*Exercise instructions*:
The required result is a copy of each line below in which "derivation" appears.

(Collected data entries)
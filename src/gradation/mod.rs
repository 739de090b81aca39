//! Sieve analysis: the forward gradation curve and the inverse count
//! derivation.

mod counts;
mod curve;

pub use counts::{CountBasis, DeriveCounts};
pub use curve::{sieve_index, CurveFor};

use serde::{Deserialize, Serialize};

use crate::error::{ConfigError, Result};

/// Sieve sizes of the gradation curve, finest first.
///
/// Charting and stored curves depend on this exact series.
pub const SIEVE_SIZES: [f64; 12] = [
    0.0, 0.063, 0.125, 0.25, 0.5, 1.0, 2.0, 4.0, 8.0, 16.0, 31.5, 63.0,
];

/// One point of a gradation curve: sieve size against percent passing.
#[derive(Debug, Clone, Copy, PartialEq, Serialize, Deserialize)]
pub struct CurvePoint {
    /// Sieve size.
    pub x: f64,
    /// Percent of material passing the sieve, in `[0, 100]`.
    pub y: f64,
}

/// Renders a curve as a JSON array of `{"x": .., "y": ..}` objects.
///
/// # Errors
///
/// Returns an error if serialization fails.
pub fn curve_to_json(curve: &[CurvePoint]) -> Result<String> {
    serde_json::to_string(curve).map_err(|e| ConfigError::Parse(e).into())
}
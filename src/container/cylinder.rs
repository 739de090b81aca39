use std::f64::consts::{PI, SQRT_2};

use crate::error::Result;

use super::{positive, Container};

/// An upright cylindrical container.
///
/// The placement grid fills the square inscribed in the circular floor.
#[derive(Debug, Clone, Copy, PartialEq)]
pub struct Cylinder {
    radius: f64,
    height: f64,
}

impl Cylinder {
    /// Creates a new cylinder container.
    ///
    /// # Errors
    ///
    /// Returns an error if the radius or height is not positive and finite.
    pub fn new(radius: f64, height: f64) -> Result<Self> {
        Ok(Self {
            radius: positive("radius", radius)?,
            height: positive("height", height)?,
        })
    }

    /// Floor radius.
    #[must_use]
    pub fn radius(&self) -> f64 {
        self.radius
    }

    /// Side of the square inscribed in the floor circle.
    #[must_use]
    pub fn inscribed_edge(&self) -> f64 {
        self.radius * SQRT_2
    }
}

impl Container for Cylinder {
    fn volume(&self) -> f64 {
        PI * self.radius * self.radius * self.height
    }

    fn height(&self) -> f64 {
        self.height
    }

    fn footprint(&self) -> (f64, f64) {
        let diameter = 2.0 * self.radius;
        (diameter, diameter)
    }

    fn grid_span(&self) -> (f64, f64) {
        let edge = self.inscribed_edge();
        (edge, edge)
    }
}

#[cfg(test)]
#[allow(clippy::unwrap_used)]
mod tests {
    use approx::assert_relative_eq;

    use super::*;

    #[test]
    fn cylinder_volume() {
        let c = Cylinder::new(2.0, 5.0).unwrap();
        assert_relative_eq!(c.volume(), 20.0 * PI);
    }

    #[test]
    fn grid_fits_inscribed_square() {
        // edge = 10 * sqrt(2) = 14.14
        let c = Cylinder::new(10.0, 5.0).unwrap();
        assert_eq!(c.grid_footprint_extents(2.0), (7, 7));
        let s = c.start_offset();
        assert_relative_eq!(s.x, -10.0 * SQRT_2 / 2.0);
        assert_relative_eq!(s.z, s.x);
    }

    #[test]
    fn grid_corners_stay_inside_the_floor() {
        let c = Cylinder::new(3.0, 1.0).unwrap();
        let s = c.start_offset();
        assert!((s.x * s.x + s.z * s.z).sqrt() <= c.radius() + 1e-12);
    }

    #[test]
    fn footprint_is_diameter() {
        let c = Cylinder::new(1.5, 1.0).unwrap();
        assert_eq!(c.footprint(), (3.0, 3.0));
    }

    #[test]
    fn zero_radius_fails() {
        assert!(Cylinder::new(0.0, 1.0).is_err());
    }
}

--

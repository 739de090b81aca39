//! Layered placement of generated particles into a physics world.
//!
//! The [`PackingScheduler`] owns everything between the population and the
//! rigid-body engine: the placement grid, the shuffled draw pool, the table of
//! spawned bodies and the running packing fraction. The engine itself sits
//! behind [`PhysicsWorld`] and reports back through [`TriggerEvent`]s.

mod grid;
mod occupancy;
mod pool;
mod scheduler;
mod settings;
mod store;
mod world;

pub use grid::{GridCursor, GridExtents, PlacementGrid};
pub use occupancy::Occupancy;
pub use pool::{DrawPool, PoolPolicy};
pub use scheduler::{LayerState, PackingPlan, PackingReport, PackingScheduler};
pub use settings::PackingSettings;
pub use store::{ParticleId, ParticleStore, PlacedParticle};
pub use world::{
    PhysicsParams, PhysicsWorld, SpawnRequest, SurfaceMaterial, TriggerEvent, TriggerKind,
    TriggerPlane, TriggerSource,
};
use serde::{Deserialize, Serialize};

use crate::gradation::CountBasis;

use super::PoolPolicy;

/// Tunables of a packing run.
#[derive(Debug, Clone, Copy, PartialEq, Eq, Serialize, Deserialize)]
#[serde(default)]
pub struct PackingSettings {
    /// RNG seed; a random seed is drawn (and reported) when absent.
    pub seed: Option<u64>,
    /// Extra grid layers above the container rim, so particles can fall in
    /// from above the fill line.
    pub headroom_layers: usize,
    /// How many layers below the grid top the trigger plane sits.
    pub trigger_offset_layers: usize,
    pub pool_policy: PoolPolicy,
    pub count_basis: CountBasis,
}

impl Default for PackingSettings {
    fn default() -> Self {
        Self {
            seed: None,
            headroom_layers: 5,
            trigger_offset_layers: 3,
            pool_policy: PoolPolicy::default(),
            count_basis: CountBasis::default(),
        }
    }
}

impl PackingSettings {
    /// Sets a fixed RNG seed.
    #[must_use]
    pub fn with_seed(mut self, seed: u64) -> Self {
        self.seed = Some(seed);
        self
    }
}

* * *

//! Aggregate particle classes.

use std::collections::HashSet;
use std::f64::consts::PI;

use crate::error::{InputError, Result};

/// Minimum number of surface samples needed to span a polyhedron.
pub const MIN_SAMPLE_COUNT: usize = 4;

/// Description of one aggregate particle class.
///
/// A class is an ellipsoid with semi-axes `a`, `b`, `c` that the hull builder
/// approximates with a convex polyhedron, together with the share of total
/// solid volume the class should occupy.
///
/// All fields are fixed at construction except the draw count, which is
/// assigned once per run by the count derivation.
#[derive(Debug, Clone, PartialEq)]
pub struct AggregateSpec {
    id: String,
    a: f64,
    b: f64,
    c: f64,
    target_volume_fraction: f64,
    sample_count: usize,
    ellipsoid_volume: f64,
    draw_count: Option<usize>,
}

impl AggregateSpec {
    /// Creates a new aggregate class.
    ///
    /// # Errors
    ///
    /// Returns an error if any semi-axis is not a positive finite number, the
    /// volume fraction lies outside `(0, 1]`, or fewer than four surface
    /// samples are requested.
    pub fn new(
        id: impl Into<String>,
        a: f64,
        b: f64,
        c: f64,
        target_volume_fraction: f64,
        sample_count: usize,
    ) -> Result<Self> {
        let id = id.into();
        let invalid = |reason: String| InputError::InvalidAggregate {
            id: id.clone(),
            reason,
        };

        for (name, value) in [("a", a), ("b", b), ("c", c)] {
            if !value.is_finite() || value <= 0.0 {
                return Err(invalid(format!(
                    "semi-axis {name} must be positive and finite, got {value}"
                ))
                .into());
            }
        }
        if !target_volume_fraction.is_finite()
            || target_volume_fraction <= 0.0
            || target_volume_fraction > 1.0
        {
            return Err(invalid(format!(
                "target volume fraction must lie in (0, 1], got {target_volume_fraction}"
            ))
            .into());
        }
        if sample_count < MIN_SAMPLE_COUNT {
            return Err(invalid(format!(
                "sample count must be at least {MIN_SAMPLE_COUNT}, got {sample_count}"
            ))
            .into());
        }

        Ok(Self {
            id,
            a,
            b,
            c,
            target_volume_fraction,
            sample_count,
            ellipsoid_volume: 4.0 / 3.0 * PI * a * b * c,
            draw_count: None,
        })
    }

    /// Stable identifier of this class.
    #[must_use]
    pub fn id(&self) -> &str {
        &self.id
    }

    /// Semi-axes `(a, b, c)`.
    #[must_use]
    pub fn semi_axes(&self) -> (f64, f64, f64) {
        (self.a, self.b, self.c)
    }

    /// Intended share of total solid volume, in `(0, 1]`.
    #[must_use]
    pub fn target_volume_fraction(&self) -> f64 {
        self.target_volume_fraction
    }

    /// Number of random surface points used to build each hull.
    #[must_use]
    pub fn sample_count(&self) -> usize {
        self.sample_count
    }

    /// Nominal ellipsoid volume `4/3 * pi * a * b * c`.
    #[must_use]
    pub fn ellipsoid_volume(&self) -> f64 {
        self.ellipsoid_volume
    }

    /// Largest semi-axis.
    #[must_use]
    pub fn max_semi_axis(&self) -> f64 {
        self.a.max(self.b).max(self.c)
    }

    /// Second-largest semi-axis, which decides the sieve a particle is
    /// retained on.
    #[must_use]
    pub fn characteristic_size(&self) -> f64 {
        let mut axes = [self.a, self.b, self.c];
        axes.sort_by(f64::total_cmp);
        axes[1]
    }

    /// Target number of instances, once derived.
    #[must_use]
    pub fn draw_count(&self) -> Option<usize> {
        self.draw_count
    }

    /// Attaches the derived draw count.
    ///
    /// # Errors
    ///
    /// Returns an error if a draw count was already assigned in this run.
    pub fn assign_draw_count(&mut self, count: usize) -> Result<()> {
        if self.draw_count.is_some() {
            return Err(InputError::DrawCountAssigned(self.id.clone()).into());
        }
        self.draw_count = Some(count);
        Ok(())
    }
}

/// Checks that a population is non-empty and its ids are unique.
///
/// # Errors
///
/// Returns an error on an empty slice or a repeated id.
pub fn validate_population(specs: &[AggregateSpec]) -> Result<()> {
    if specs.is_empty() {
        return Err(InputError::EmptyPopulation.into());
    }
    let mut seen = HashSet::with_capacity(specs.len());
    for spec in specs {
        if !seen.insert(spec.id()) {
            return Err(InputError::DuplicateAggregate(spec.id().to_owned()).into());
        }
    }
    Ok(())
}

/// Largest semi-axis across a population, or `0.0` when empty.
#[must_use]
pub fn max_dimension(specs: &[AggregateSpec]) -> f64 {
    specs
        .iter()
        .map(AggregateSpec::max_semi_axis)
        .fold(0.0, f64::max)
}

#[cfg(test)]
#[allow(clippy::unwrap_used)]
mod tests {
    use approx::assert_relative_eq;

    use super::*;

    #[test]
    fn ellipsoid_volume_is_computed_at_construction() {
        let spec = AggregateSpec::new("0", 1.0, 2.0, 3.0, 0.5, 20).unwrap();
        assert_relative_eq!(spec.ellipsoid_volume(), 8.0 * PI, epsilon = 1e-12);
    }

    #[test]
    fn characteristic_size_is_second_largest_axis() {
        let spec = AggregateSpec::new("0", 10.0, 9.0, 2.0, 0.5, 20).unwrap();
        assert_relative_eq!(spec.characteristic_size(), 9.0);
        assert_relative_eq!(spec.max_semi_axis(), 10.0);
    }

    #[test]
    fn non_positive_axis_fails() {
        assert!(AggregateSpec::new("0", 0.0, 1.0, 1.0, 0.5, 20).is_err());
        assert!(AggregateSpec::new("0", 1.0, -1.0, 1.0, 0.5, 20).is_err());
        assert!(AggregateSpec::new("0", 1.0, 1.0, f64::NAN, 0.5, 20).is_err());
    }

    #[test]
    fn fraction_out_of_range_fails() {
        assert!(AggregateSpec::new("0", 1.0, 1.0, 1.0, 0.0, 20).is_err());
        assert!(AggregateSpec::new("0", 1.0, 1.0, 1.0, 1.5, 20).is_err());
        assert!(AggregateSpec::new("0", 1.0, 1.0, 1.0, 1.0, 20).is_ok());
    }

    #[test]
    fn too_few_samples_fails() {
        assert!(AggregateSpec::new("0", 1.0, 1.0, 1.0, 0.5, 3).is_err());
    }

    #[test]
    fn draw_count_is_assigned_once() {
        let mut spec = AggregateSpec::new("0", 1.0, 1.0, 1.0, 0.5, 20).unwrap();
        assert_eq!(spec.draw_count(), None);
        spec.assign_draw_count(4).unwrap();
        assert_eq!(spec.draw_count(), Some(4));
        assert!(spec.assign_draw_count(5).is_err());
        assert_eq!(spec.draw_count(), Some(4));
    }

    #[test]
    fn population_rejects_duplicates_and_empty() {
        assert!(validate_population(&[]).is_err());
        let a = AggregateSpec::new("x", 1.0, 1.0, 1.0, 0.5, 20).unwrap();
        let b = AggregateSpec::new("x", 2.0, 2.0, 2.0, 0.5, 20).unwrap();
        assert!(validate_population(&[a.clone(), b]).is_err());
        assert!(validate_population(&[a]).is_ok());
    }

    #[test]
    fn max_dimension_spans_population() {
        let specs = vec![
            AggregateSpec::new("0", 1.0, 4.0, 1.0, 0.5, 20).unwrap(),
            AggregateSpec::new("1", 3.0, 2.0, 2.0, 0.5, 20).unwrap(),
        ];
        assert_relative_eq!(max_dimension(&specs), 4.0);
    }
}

*Answer for the task*:
//! derivation.
/// assigned once per run by the count derivation.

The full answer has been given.